I had the only quarterback who thought he was a linebacker and would run into the pile and try to gain a yard even though he was slow at the time. Or if he threw an interception he would go try and make the tackle.
BSD: Fill in the blank. If Darryl Talley wouldn’t have been a successful football player, he would’ve been a —–
DT: If Darryl Talley had not been a successful football player, he would have been a great physical therapist.
BSD: Where are you living today and how are you enjoying life?
DT: I live in Orlando with my wife and daughters. I own a traffic control company and I am a federal contractor as well. I am trying to play golf as much as I can.

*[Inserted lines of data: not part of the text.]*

//! Runs registered source adapters through the consolidation engine.
//!
//! Each source is isolated: an adapter failure aborts only that source's
//! run, leaves its watermark untouched, and the remaining sources proceed.

use chrono::NaiveDate;
use tracing::{info, warn};

use eduthreat_common::ConsolidationOutcome;

use crate::adapter::SourceRegistry;
use crate::engine::ConsolidationEngine;
use crate::report::{IngestReport, SourceReport};
use crate::watermark::WatermarkTracker;

#[derive(Debug, Clone, Default)]
pub struct IngestConfig {
    /// Cap on items per source per run. None means adapter-default depth.
    pub max_items: Option<usize>,
}

pub struct IngestRunner {
    engine: ConsolidationEngine,
    tracker: WatermarkTracker,
    registry: SourceRegistry,
    config: IngestConfig,
}

impl IngestRunner {
    pub fn new(
        engine: ConsolidationEngine,
        tracker: WatermarkTracker,
        registry: SourceRegistry,
        config: IngestConfig,
    ) -> Self {
        Self {
            engine,
            tracker,
            registry,
            config,
        }
    }

    /// Run all registered sources, or only the named ones.
    pub async fn run(&self, selection: Option<&[&str]>) -> IngestReport {
        let mut report = IngestReport::new();
        let run_id = report.run_id;
        info!(%run_id, sources = self.registry.len(), "Starting ingest run");

        for adapter in self.registry.iter() {
            let name = adapter.name();
            if let Some(wanted) = selection {
                if !wanted.contains(&name) {
                    continue;
                }
            }

            let mut source_report = SourceReport::new(name);

            let since = match self.tracker.get(name).await {
                Ok(since) => since,
                Err(e) => {
                    warn!(source = name, error = %e, "Watermark lookup failed, skipping source");
                    source_report.completed = false;
                    source_report.failures += 1;
                    report.sources.push(source_report);
                    continue;
                }
            };
            if since.is_none() {
                info!(source = name, "No watermark yet, adapter should run full historical");
            }

            let drafts = match adapter.collect(since, self.config.max_items).await {
                Ok(drafts) => drafts,
                Err(e) => {
                    // The run aborted before completion: the watermark must
                    // not move, so the next run re-observes this window.
                    warn!(source = name, error = %e, "Source collection failed");
                    source_report.completed = false;
                    source_report.failures += 1;
                    report.sources.push(source_report);
                    continue;
                }
            };

            source_report.drafts = drafts.len();
            let mut observed: Vec<NaiveDate> = Vec::new();

            for draft in &drafts {
                match self.engine.consolidate(draft).await {
                    Ok(ConsolidationOutcome::InsertedNew(_)) => source_report.inserted += 1,
                    Ok(ConsolidationOutcome::MergedInto(_)) => source_report.merged += 1,
                    Ok(ConsolidationOutcome::SkippedDuplicate) => {
                        source_report.skipped_duplicates += 1
                    }
                    Err(e) => {
                        warn!(source = name, error = %e, "Draft consolidation failed");
                        source_report.failures += 1;
                        continue;
                    }
                }
                if let Some(date) = draft.source_published_date.or(draft.incident_date) {
                    observed.push(date);
                }
            }

            if source_report.failures == 0 {
                match self.tracker.advance(name, &observed).await {
                    Ok(watermark) => source_report.watermark = watermark,
                    Err(e) => {
                        warn!(source = name, error = %e, "Watermark advance failed");
                        source_report.failures += 1;
                    }
                }
            }

            info!(
                source = name,
                drafts = source_report.drafts,
                inserted = source_report.inserted,
                merged = source_report.merged,
                duplicates = source_report.skipped_duplicates,
                failures = source_report.failures,
                "Source run complete"
            );
            report.sources.push(source_report);
        }

        info!(
            %run_id,
            inserted = report.inserted(),
            merged = report.merged(),
            duplicates = report.skipped_duplicates(),
            failures = report.failures(),
            "Ingest run complete"
        );
        report
    }
}

#[cfg(test)]
mod tests {
    use super::*;
    use std::sync::Arc;

    use anyhow::bail;
    use async_trait::async_trait;

    use eduthreat_common::IncidentDraft;
    use eduthreat_store::{IncidentStore, MemoryStore};

    use crate::adapter::SourceAdapter;

    fn date(y: i32, m: u32, d: u32) -> NaiveDate {
        NaiveDate::from_ymd_opt(y, m, d).unwrap()
    }

    struct FakeAdapter {
        name: String,
        drafts: Vec<IncidentDraft>,
        fail: bool,
    }

    #[async_trait]
    impl SourceAdapter for FakeAdapter {
        fn name(&self) -> &str {
            &self.name
        }

        async fn collect(
            &self,
            _since: Option<NaiveDate>,
            _max_items: Option<usize>,
        ) -> anyhow::Result<Vec<IncidentDraft>> {
            if self.fail {
                bail!("simulated page fetch failure");
            }
            Ok(self.drafts.clone())
        }
    }

    fn draft(source: &str, event_id: &str, url: &str, published: NaiveDate) -> IncidentDraft {
        let mut d = IncidentDraft::new(source, "Example University");
        d.source_event_id = Some(event_id.to_string());
        d.urls = vec![url.to_string()];
        d.source_published_date = Some(published);
        d
    }

    fn runner_with(store: Arc<MemoryStore>, adapters: Vec<FakeAdapter>) -> IngestRunner {
        let mut registry = SourceRegistry::new();
        for adapter in adapters {
            registry.register(Arc::new(adapter));
        }
        IngestRunner::new(
            ConsolidationEngine::new(store.clone()),
            WatermarkTracker::new(store),
            registry,
            IngestConfig::default(),
        )
    }

    #[tokio::test]
    async fn completed_run_advances_watermark_to_max_observed() {
        let store = Arc::new(MemoryStore::new());
        let runner = runner_with(
            store.clone(),
            vec![FakeAdapter {
                name: "newsa".into(),
                drafts: vec![
                    draft("newsa", "e1", "https://news.example/a", date(2024, 2, 1)),
                    draft("newsa", "e2", "https://news.example/b", date(2024, 3, 1)),
                ],
                fail: false,
            }],
        );

        let report = runner.run(None).await;
        assert_eq!(report.inserted(), 2);
        assert_eq!(report.failures(), 0);
        assert_eq!(
            store.watermark("newsa").await.unwrap(),
            Some(date(2024, 3, 1))
        );
        assert_eq!(report.sources[0].watermark, Some(date(2024, 3, 1)));
    }

    #[tokio::test]
    async fn aborted_run_leaves_watermark_unchanged() {
        let store = Arc::new(MemoryStore::new());
        store
            .advance_watermark("newsa", date(2024, 1, 15))
            .await
            .unwrap();

        let runner = runner_with(
            store.clone(),
            vec![FakeAdapter {
                name: "newsa".into(),
                drafts: Vec::new(),
                fail: true,
            }],
        );

        let report = runner.run(None).await;
        assert_eq!(report.failures(), 1);
        assert!(!report.sources[0].completed);
        assert_eq!(
            store.watermark("newsa").await.unwrap(),
            Some(date(2024, 1, 15))
        );
    }

    #[tokio::test]
    async fn one_failing_source_does_not_stop_the_others() {
        let store = Arc::new(MemoryStore::new());
        let runner = runner_with(
            store.clone(),
            vec![
                FakeAdapter {
                    name: "broken".into(),
                    drafts: Vec::new(),
                    fail: true,
                },
                FakeAdapter {
                    name: "newsb".into(),
                    drafts: vec![draft("newsb", "f1", "https://news.example/x", date(2024, 2, 2))],
                    fail: false,
                },
            ],
        );

        let report = runner.run(None).await;
        assert_eq!(report.sources.len(), 2);
        assert_eq!(report.inserted(), 1);
        assert_eq!(
            store.watermark("newsb").await.unwrap(),
            Some(date(2024, 2, 2))
        );
        assert_eq!(store.watermark("broken").await.unwrap(), None);
    }

    #[tokio::test]
    async fn rerun_of_same_source_counts_duplicates_silently() {
        let store = Arc::new(MemoryStore::new());
        let adapter = || FakeAdapter {
            name: "newsa".into(),
            drafts: vec![draft("newsa", "e1", "https://news.example/a", date(2024, 2, 1))],
            fail: false,
        };

        let runner = runner_with(store.clone(), vec![adapter()]);
        runner.run(None).await;

        let runner = runner_with(store.clone(), vec![adapter()]);
        let report = runner.run(None).await;
        assert_eq!(report.inserted(), 0);
        assert_eq!(report.skipped_duplicates(), 1);
        assert_eq!(report.failures(), 0);
    }

    #[tokio::test]
    async fn selection_restricts_which_sources_run() {
        let store = Arc::new(MemoryStore::new());
        let runner = runner_with(
            store.clone(),
            vec![
                FakeAdapter {
                    name: "newsa".into(),
                    drafts: vec![draft("newsa", "e1", "https://news.example/a", date(2024, 2, 1))],
                    fail: false,
                },
                FakeAdapter {
                    name: "newsb".into(),
                    drafts: vec![draft("newsb", "f1", "https://news.example/b", date(2024, 2, 1))],
                    fail: false,
                },
            ],
        );

        let report = runner.run(Some(&["newsb"])).await;
        assert_eq!(report.sources.len(), 1);
        assert_eq!(report.sources[0].source, "newsb");
        assert_eq!(store.watermark("newsa").await.unwrap(), None);
    }
}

BSD: You were back in Buffalo recently for the home opener, honored as part of the Bills 50th Anniversary All-Time team. What was that experience like for you?
DT: It is a super feeling to know that you were one of the best players in the history of the Buffalo Bills.
BSD: What does this current Buffalo Bills team need to do in order to turn things around and start winning?
DT: I don’t have that much time to start telling you that. The Bills current players need to tackle better, they need to block better, they need to play as a team and trust one another as a team and hold each other accountable for his assignment.
But then, most of all, they need to have fun together as a team on and off the field, because their time together is short and don’t realize until it’s over.